Few travelling companions were as stimulating as Anatole ‘Tony’ Lapine, the Latvian-born American who ran Porsche design from 1969-1988 and died in late April, 2012, just weeks after the death of his predecessor Butzi Porsche.
Tony and I were two of a disparate group of journalists gathered together by Automobile Magazine in the week before the 1993 Geneva show. Our task was to compare five ‘world class’ and favourite American cars on European roads. Tony’s writing task was the Ford Explorer, a vehicle he quickly came to despise. “To embrace this dressed-up truck, Europeans would have to forget what they know about vehicle dynamics. Don’t count on it,” he wrote. “I don’t like things that are ‘good enough’ and I particularly do not like seeing a great company like Ford working so far beneath its capability.”
Over a copious dinner one evening Tony, fluent in at least four-languages, told us how he came to join Porsche. Lapine working in Bill Mitchell’s notorious, secret Studio X at General Motors, where he contributed to the gorgeous 1962 Chevy Monza GT concept and was studio engineer for Japanese-American Larry Shinoda on the gorgeous ’63 Corvette Sting Ray, The modeler was Italian Chester Angeloni and the three were affectionately nicknamed the “AXIS POWERS” as they worked directly for Bill Mitchell. According to Lapine, Shinoda would occasionally come into the studio and yell out…”Bill’s (Mitchell) not here today” and the team would depart for lunch with Larry driving like hell to Woodward Avenue to an Italian restaurant for the longest liquid lunch.

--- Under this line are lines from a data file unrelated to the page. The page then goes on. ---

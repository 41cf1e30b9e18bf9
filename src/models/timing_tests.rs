use super::*;
use chrono::TimeZone;

fn fixed_now() -> DateTime<Utc> {
    Utc.with_ymd_and_hms(2025, 6, 1, 12, 0, 0).unwrap()
}

#[test]
fn test_past_departure_is_refused() {
    let now = fixed_now();
    let timing = calculate_at(now - ChronoDuration::minutes(1), 30, now);

    assert!(timing.is_in_past);
    assert!(!timing.is_immediate);
    assert_eq!(timing.notification_time, None);
    assert_eq!(timing.delay, Duration::ZERO);
}

#[test]
fn test_departure_exactly_now_is_refused() {
    let now = fixed_now();
    let timing = calculate_at(now, 30, now);
    assert!(timing.is_in_past);
}

#[test]
fn test_elapsed_lead_time_falls_back_to_immediate() {
    // Departure in 10 minutes, reminder requested 30 minutes ahead: the
    // regular fire time passed 20 minutes ago.
    let now = fixed_now();
    let timing = calculate_at(now + ChronoDuration::minutes(10), 30, now);

    assert!(!timing.is_in_past);
    assert!(timing.is_immediate);
    assert_eq!(timing.delay, IMMEDIATE_FALLBACK_DELAY);
    assert_eq!(
        timing.notification_time,
        Some(now + ChronoDuration::seconds(2))
    );
}

#[test]
fn test_five_minute_departure_with_thirty_minute_lead() {
    let now = fixed_now();
    let timing = calculate_at(now + ChronoDuration::minutes(5), 30, now);

    assert!(!timing.is_in_past);
    assert!(timing.is_immediate);
    assert_eq!(timing.delay, Duration::from_secs(2));
}

#[test]
fn test_future_lead_time_fires_at_departure_minus_lead() {
    let now = fixed_now();
    let departure = now + ChronoDuration::hours(2);
    let timing = calculate_at(departure, 30, now);

    assert!(!timing.is_in_past);
    assert!(!timing.is_immediate);
    assert_eq!(
        timing.notification_time,
        Some(departure - ChronoDuration::minutes(30))
    );
    assert_eq!(timing.delay, Duration::from_secs(90 * 60));
}

#[test]
fn test_zero_lead_time_fires_at_departure() {
    let now = fixed_now();
    let departure = now + ChronoDuration::minutes(45);
    let timing = calculate_at(departure, 0, now);

    assert_eq!(timing.notification_time, Some(departure));
    assert!(!timing.is_immediate);
}

#[test]
fn test_calculate_against_real_clock() {
    let timing = calculate(Utc::now() + ChronoDuration::minutes(10), 30);
    assert!(timing.is_immediate);
    // The fallback delay is a constant, not a clock-derived value.
    assert_eq!(timing.delay, Duration::from_secs(2));
}

#[test]
fn test_validate_accepts_reasonable_settings() {
    let outcome = validate_reminder_settings(30, Some(Utc::now() + ChronoDuration::hours(1)));
    assert!(outcome.is_valid());
    assert!(outcome.errors.is_empty());
}

#[test]
fn test_validate_rejects_oversized_lead_time() {
    let outcome = validate_reminder_settings(MAX_LEAD_MINUTES + 1, None);
    assert!(!outcome.is_valid());
    assert_eq!(outcome.errors.len(), 1);
}

#[test]
fn test_validate_rejects_past_departure() {
    let outcome = validate_reminder_settings(30, Some(Utc::now() - ChronoDuration::minutes(5)));
    assert!(!outcome.is_valid());
    assert!(outcome.errors[0].contains("past"));
}

#[test]
fn test_validate_collects_every_error() {
    let outcome =
        validate_reminder_settings(9999, Some(Utc::now() - ChronoDuration::minutes(5)));
    assert_eq!(outcome.errors.len(), 2);
}

#[test]
fn test_format_fire_time() {
    let time = Utc.with_ymd_and_hms(2025, 8, 6, 14, 30, 0).unwrap();
    assert_eq!(format_fire_time(time), "Aug 6, 02:30 PM");
}
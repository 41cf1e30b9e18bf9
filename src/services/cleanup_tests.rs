use super::*;
use crate::delivery::ShowOptions;
use crate::models::{NotificationStatus, ScheduledNotification};
use crate::scheduler::NotificationRequest;
use crate::store::MemoryStore;
use chrono::{DateTime, Duration as ChronoDuration};
use std::sync::Arc;
use std::time::Duration;

fn registry() -> ScheduledNotificationStore {
    ScheduledNotificationStore::new(Arc::new(MemoryStore::new()))
}

fn silent_scheduler() -> TimerScheduler {
    TimerScheduler::new(Arc::new(|_id, _request| {}))
}

fn record(
    id: &str,
    route: Option<&str>,
    plan: Option<&str>,
    kind: NotificationKind,
    created_at: DateTime<Utc>,
    scheduled_time: DateTime<Utc>,
) -> ScheduledNotification {
    ScheduledNotification {
        id: id.to_string(),
        title: format!("title-{id}"),
        body: "body".to_string(),
        scheduled_time,
        kind,
        route_id: route.map(str::to_string),
        plan_id: plan.map(str::to_string),
        status: NotificationStatus::Scheduled,
        created_at,
        updated_at: None,
    }
}

fn arm(scheduler: &TimerScheduler, id: &str) {
    scheduler.schedule(
        NotificationRequest {
            title: id.to_string(),
            options: ShowOptions::default(),
        },
        Duration::from_secs(60),
        id,
    );
}

#[tokio::test]
async fn test_duplicates_keep_newest_per_route_and_kind() {
    let registry = registry();
    let scheduler = silent_scheduler();
    let now = Utc::now();
    let future = now + ChronoDuration::hours(1);

    registry.replace_all(vec![
        record("old", Some("r1"), None, NotificationKind::Departure, now - ChronoDuration::minutes(3), future),
        record("mid", Some("r1"), None, NotificationKind::Departure, now - ChronoDuration::minutes(2), future),
        record("new", Some("r1"), None, NotificationKind::Departure, now - ChronoDuration::minutes(1), future),
        record("weather", Some("r1"), None, NotificationKind::Weather, now - ChronoDuration::minutes(5), future),
        record("other-route", Some("r2"), None, NotificationKind::Departure, now - ChronoDuration::minutes(5), future),
    ]);

    let removed = cleanup_duplicates(&registry, &scheduler, None);
    assert_eq!(removed, 2);

    let mut remaining: Vec<String> = registry.list(None).into_iter().map(|n| n.id).collect();
    remaining.sort();
    assert_eq!(remaining, ["new", "other-route", "weather"]);
}

#[tokio::test]
async fn test_duplicate_pass_cancels_stale_timers() {
    let registry = registry();
    let scheduler = silent_scheduler();
    let now = Utc::now();
    let future = now + ChronoDuration::hours(1);

    registry.replace_all(vec![
        record("a", Some("r1"), None, NotificationKind::Departure, now - ChronoDuration::minutes(2), future),
        record("b", Some("r1"), None, NotificationKind::Departure, now - ChronoDuration::minutes(1), future),
    ]);
    arm(&scheduler, "a");
    arm(&scheduler, "b");

    assert_eq!(cleanup_duplicates(&registry, &scheduler, None), 1);
    // Only the survivor's timer remains armed.
    assert_eq!(scheduler.len(), 1);
    assert_eq!(scheduler.active()[0].id, "b");
}

#[tokio::test]
async fn test_duplicates_scoped_to_plan() {
    let registry = registry();
    let scheduler = silent_scheduler();
    let now = Utc::now();
    let future = now + ChronoDuration::hours(1);

    registry.replace_all(vec![
        record("p1-old", Some("r1"), Some("p1"), NotificationKind::Departure, now - ChronoDuration::minutes(2), future),
        record("p1-new", Some("r1"), Some("p1"), NotificationKind::Departure, now - ChronoDuration::minutes(1), future),
        record("p2-old", Some("r1"), Some("p2"), NotificationKind::Departure, now - ChronoDuration::minutes(2), future),
        record("p2-new", Some("r1"), Some("p2"), NotificationKind::Departure, now - ChronoDuration::minutes(1), future),
    ]);

    assert_eq!(cleanup_duplicates(&registry, &scheduler, Some("p1")), 1);

    let mut remaining: Vec<String> = registry.list(None).into_iter().map(|n| n.id).collect();
    remaining.sort();
    // The other plan's duplicates are untouched.
    assert_eq!(remaining, ["p1-new", "p2-new", "p2-old"]);
}

#[tokio::test]
async fn test_sequential_saves_dedup_to_latest() {
    // The registry stamps created_at itself; two saves in sequence must
    // resolve to the second one.
    let registry = registry();
    let scheduler = silent_scheduler();
    let future = Utc::now() + ChronoDuration::hours(1);

    registry.save(crate::models::NewScheduledNotification {
        id: Some("n1".to_string()),
        title: "first".to_string(),
        body: String::new(),
        scheduled_time: future,
        kind: NotificationKind::Departure,
        route_id: Some("r1".to_string()),
        plan_id: None,
    });
    tokio::time::sleep(Duration::from_millis(5)).await;
    registry.save(crate::models::NewScheduledNotification {
        id: Some("n2".to_string()),
        title: "second".to_string(),
        body: String::new(),
        scheduled_time: future,
        kind: NotificationKind::Departure,
        route_id: Some("r1".to_string()),
        plan_id: None,
    });

    assert_eq!(cleanup_duplicates(&registry, &scheduler, None), 1);
    let remaining = registry.list(None);
    assert_eq!(remaining.len(), 1);
    assert_eq!(remaining[0].id, "n2");
}

#[tokio::test]
async fn test_expired_records_are_pruned() {
    let registry = registry();
    let scheduler = silent_scheduler();
    let now = Utc::now();

    registry.replace_all(vec![
        record("past", Some("r1"), None, NotificationKind::Departure, now, now - ChronoDuration::minutes(10)),
        record("future", Some("r2"), None, NotificationKind::Departure, now, now + ChronoDuration::minutes(10)),
    ]);
    arm(&scheduler, "past");
    arm(&scheduler, "future");

    assert_eq!(cleanup_expired(&registry, &scheduler, None), 1);

    let remaining = registry.list(None);
    assert_eq!(remaining.len(), 1);
    assert_eq!(remaining[0].id, "future");
    // The pruned record's timer is gone, the survivor's is not.
    assert_eq!(scheduler.len(), 1);
    assert_eq!(scheduler.active()[0].id, "future");
}

#[tokio::test]
async fn test_expired_prunes_regardless_of_status() {
    let registry = registry();
    let scheduler = silent_scheduler();
    let now = Utc::now();

    let mut fired = record(
        "fired",
        Some("r1"),
        None,
        NotificationKind::Departure,
        now,
        now - ChronoDuration::minutes(1),
    );
    fired.status = NotificationStatus::Fired;
    registry.replace_all(vec![fired]);

    assert_eq!(cleanup_expired(&registry, &scheduler, None), 1);
    assert!(registry.list(None).is_empty());
}

#[tokio::test]
async fn test_cleanup_all_reports_both_passes() {
    let registry = registry();
    let scheduler = silent_scheduler();
    let now = Utc::now();
    let future = now + ChronoDuration::hours(1);

    registry.replace_all(vec![
        record("dup-old", Some("r1"), None, NotificationKind::Departure, now - ChronoDuration::minutes(2), future),
        record("dup-new", Some("r1"), None, NotificationKind::Departure, now - ChronoDuration::minutes(1), future),
        record("expired", Some("r2"), None, NotificationKind::Departure, now, now - ChronoDuration::minutes(1)),
    ]);

    let report = cleanup_all(&registry, &scheduler, None);
    assert_eq!(report.duplicates_removed, 1);
    assert_eq!(report.expired_removed, 1);
    assert_eq!(report.total(), 2);
    assert_eq!(registry.list(None).len(), 1);
}

#[tokio::test]
async fn test_cleanup_on_empty_registry_is_zero() {
    let registry = registry();
    let scheduler = silent_scheduler();
    assert_eq!(cleanup_all(&registry, &scheduler, None), CleanupReport::default());
}
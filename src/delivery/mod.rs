//! Notification delivery.
//!
//! [`Notifier`] is the crate-facing front end: it gates every delivery on the
//! backend's permission state, applies the auto-close policy and wires click
//! handling. Permission denial and unsupported environments are never errors
//! here: `show` degrades to a logged no-op returning `None`, and the caller
//! decides what to tell the user.

pub mod backend;
pub mod backends;

use std::sync::Arc;
use std::time::Duration;

use crate::models::Permission;

pub use backend::{
    ClickHandler, DeliveryError, DeliveryRequest, NotificationBackend, NotificationHandle,
};
pub use backends::{ConsoleBackend, MemoryBackend, MemoryNotification};

/// Default auto-close delay for delivered notifications.
pub const DEFAULT_AUTO_CLOSE_DELAY: Duration = Duration::from_secs(5);

/// Presentation options for [`Notifier::show`].
#[derive(Clone)]
pub struct ShowOptions {
    pub body: Option<String>,
    pub icon: Option<String>,
    /// Collapse key for the OS-level notification surface.
    pub tag: Option<String>,
    pub require_interaction: bool,
    /// Close the notification automatically after `auto_close_delay`.
    pub auto_close: bool,
    pub auto_close_delay: Duration,
    /// Opaque payload handed to `on_click`.
    pub data: serde_json::Value,
    pub on_click: Option<ClickHandler>,
}

impl Default for ShowOptions {
    fn default() -> Self {
        Self {
            body: None,
            icon: None,
            tag: None,
            require_interaction: false,
            auto_close: true,
            auto_close_delay: DEFAULT_AUTO_CLOSE_DELAY,
            data: serde_json::Value::Null,
            on_click: None,
        }
    }
}

impl std::fmt::Debug for ShowOptions {
    fn fmt(&self, f: &mut std::fmt::Formatter<'_>) -> std::fmt::Result {
        f.debug_struct("ShowOptions")
            .field("body", &self.body)
            .field("icon", &self.icon)
            .field("tag", &self.tag)
            .field("require_interaction", &self.require_interaction)
            .field("auto_close", &self.auto_close)
            .field("auto_close_delay", &self.auto_close_delay)
            .field("data", &self.data)
            .field("on_click", &self.on_click.as_ref().map(|_| "<fn>"))
            .finish()
    }
}

/// A notification that reached the platform surface.
pub struct ActiveNotification {
    handle: Arc<dyn NotificationHandle>,
}

impl ActiveNotification {
    pub fn close(&self) {
        self.handle.close();
    }

    pub fn is_closed(&self) -> bool {
        self.handle.is_closed()
    }
}

/// Permission-aware front end over a [`NotificationBackend`].
#[derive(Clone)]
pub struct Notifier {
    backend: Arc<dyn NotificationBackend>,
}

impl Notifier {
    pub fn new(backend: Arc<dyn NotificationBackend>) -> Self {
        Self { backend }
    }

    /// Whether the host environment has a notification surface.
    pub fn is_supported(&self) -> bool {
        self.backend.is_supported()
    }

    /// Current authorization state. Never prompts.
    pub fn permission(&self) -> Permission {
        if !self.backend.is_supported() {
            return Permission::Unsupported;
        }
        self.backend.permission()
    }

    /// Trigger the platform permission prompt and resolve with the outcome.
    /// Real platforms require a user-gesture context for the prompt to
    /// appear; that is the caller's concern, not enforced here.
    pub async fn request_permission(&self) -> Permission {
        if !self.backend.is_supported() {
            return Permission::Unsupported;
        }
        self.backend.request_permission().await
    }

    /// Deliver a notification immediately if permission is granted.
    ///
    /// Returns `None` (and logs) when permission is missing or the backend
    /// fails, never an error. When `auto_close` is set and a tokio runtime
    /// is available, a detached task closes the notification after the
    /// configured delay.
    pub fn show(&self, title: &str, options: ShowOptions) -> Option<ActiveNotification> {
        let permission = self.permission();
        if permission != Permission::Granted {
            log::warn!("notification suppressed, permission is {permission}");
            return None;
        }

        let auto_close = options.auto_close;
        let auto_close_delay = options.auto_close_delay;
        let request = DeliveryRequest {
            title: title.to_string(),
            body: options.body,
            icon: options.icon,
            tag: options.tag,
            require_interaction: options.require_interaction,
            data: options.data,
            on_click: options.on_click,
        };

        let handle = match self.backend.deliver(request) {
            Ok(handle) => handle,
            Err(e) => {
                log::warn!("notification delivery failed: {e}");
                return None;
            }
        };

        if auto_close {
            match tokio::runtime::Handle::try_current() {
                Ok(runtime) => {
                    let handle = Arc::clone(&handle);
                    runtime.spawn(async move {
                        tokio::time::sleep(auto_close_delay).await;
                        handle.close();
                    });
                }
                Err(_) => {
                    log::debug!("no async runtime, skipping auto-close timer");
                }
            }
        }

        Some(ActiveNotification { handle })
    }

    /// Deliver a short-lived test notification so a settings screen can
    /// verify the pipeline end to end.
    pub fn show_test_notification(&self) -> Option<ActiveNotification> {
        let shown = self.show(
            "🧪 Test notification",
            ShowOptions {
                body: Some("Notifications are working!".to_string()),
                tag: Some("test-notification".to_string()),
                auto_close_delay: Duration::from_secs(3),
                ..Default::default()
            },
        );
        log::debug!(
            "test notification {}",
            if shown.is_some() { "sent" } else { "suppressed" }
        );
        shown
    }
}

#[cfg(test)]
mod tests {
    use super::*;
    use parking_lot::Mutex;

    fn granted_notifier() -> (Notifier, Arc<MemoryBackend>) {
        let backend = Arc::new(MemoryBackend::with_permission(Permission::Granted));
        (Notifier::new(Arc::clone(&backend) as _), backend)
    }

    #[test]
    fn test_show_without_permission_returns_none() {
        let backend = Arc::new(MemoryBackend::new());
        let notifier = Notifier::new(Arc::clone(&backend) as _);

        assert!(notifier.show("hello", ShowOptions::default()).is_none());
        assert_eq!(backend.delivered_count(), 0);
    }

    #[test]
    fn test_show_with_denied_permission_returns_none() {
        let backend = Arc::new(MemoryBackend::with_permission(Permission::Denied));
        let notifier = Notifier::new(backend as _);
        assert!(notifier.show("hello", ShowOptions::default()).is_none());
    }

    #[test]
    fn test_unsupported_environment_degrades_everywhere() {
        let backend = Arc::new(MemoryBackend::unsupported());
        let notifier = Notifier::new(backend as _);

        assert!(!notifier.is_supported());
        assert_eq!(notifier.permission(), Permission::Unsupported);
        assert!(notifier.show("hello", ShowOptions::default()).is_none());
    }

    #[test]
    fn test_show_delivers_when_granted() {
        let (notifier, backend) = granted_notifier();
        let active = notifier.show(
            "🚗 Departure reminder",
            ShowOptions {
                body: Some("Leaving soon".to_string()),
                tag: Some("departure-r1".to_string()),
                auto_close: false,
                ..Default::default()
            },
        );

        assert!(active.is_some());
        let delivered = backend.delivered();
        assert_eq!(delivered.len(), 1);
        assert_eq!(delivered[0].title(), "🚗 Departure reminder");
        assert_eq!(delivered[0].tag(), Some("departure-r1"));
    }

    #[tokio::test]
    async fn test_request_permission_prompts_once() {
        let backend = Arc::new(MemoryBackend::new());
        let notifier = Notifier::new(Arc::clone(&backend) as _);

        assert_eq!(notifier.permission(), Permission::Default);
        assert_eq!(notifier.request_permission().await, Permission::Granted);
        assert_eq!(notifier.permission(), Permission::Granted);
    }

    #[tokio::test]
    async fn test_denied_prompt_outcome_sticks() {
        let backend = Arc::new(MemoryBackend::with_prompt_outcome(Permission::Denied));
        let notifier = Notifier::new(backend as _);

        assert_eq!(notifier.request_permission().await, Permission::Denied);
        // A later prompt does not override a decided state.
        assert_eq!(notifier.request_permission().await, Permission::Denied);
    }

    #[tokio::test(flavor = "multi_thread")]
    async fn test_auto_close_closes_after_delay() {
        let (notifier, backend) = granted_notifier();
        let active = notifier
            .show(
                "closing",
                ShowOptions {
                    auto_close_delay: Duration::from_millis(30),
                    ..Default::default()
                },
            )
            .unwrap();

        assert!(!active.is_closed());
        tokio::time::sleep(Duration::from_millis(150)).await;
        assert!(active.is_closed());
        assert!(backend.delivered()[0].is_closed());
    }

    #[test]
    fn test_click_invokes_handler_with_payload_then_closes() {
        let (notifier, backend) = granted_notifier();
        let seen = Arc::new(Mutex::new(None));
        let sink = Arc::clone(&seen);

        notifier.show(
            "clickable",
            ShowOptions {
                data: serde_json::json!({"plan_id": "p1"}),
                on_click: Some(Arc::new(move |data| {
                    *sink.lock() = Some(data.clone());
                })),
                auto_close: false,
                ..Default::default()
            },
        );

        let delivered = backend.delivered();
        delivered[0].click();
        assert_eq!(seen.lock().as_ref().unwrap()["plan_id"], "p1");
        assert!(delivered[0].is_closed());
    }

    #[test]
    fn test_show_test_notification_uses_test_tag() {
        let (notifier, backend) = granted_notifier();
        assert!(notifier.show_test_notification().is_some());
        assert_eq!(backend.delivered()[0].tag(), Some("test-notification"));
    }
}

In 1965 Lapine was transferred to Opel. Following a chance meeting with members of the Porsche family in 1968, he invited them to visit Opel to see their new design studio. Chuck Jordan, the American design chief at Opel, was hugely impressed that a group of old world Porsche executives, including Ferdinand Piech, FA Butzi Porsche and Ferry Porsche would be interested. The Germans arrived. Not as expected in a fleet of 911s, but an enormous air-conditioned Pontiac wagon.
A few weeks later, Lapine was approached to join Porsche and in 1969 he and four colleagues left Opel to form the foundations of Porsche’s new design studio. Jordan was not impressed. A little later Porsche built a new design studio, inspired by the Opel facility. These men Dick Soderburg and Wolfgang Mobius, modeller Peter Reisinger and engineer Jurgen Mayer, plus Lapine, formed the core of the team that designed both the 924 (with Harm Lagaay) and the 928, though in separate studios so one could not influence the other.
Initially, the 928 package called for a car a little longer in wheelbase and length and slightly wider than the 911, yet with two plus two seater. Problems arose when they realised the Mercedes-Benz automatic transaxle forced a dramatic blow-out in width. Under Lapine’s leadership, the designers disguised the 928’s vast width – it ended up being 186mm wider than the 911 – to create Europe’s first ‘soft’ production car, a hugely influential design that was copied and recopied for two decades and, significantly, never replied on any 911 design cues. It is a tribute to Lapine’s eye that the 928 looks smaller than it really is. Approach it from three-quarters front or rear and, because of the extreme taper at each end, there appears to be virtually no overhang.
Tony also oversaw creation of the G-model 911 and was responsible for the 964 911, the body virtually all new, yet little changed visual. Tony claimed it was not the car he originally planned to design. By the late 1980s, his heath feeling the pressure of the job, Tony was gently edged out of Porsche to be replaced by Harm Lagaay. Erudite, charming and a great story teller, the timeless 928 ensures that Tony Lapine also leaves a giant design legacy.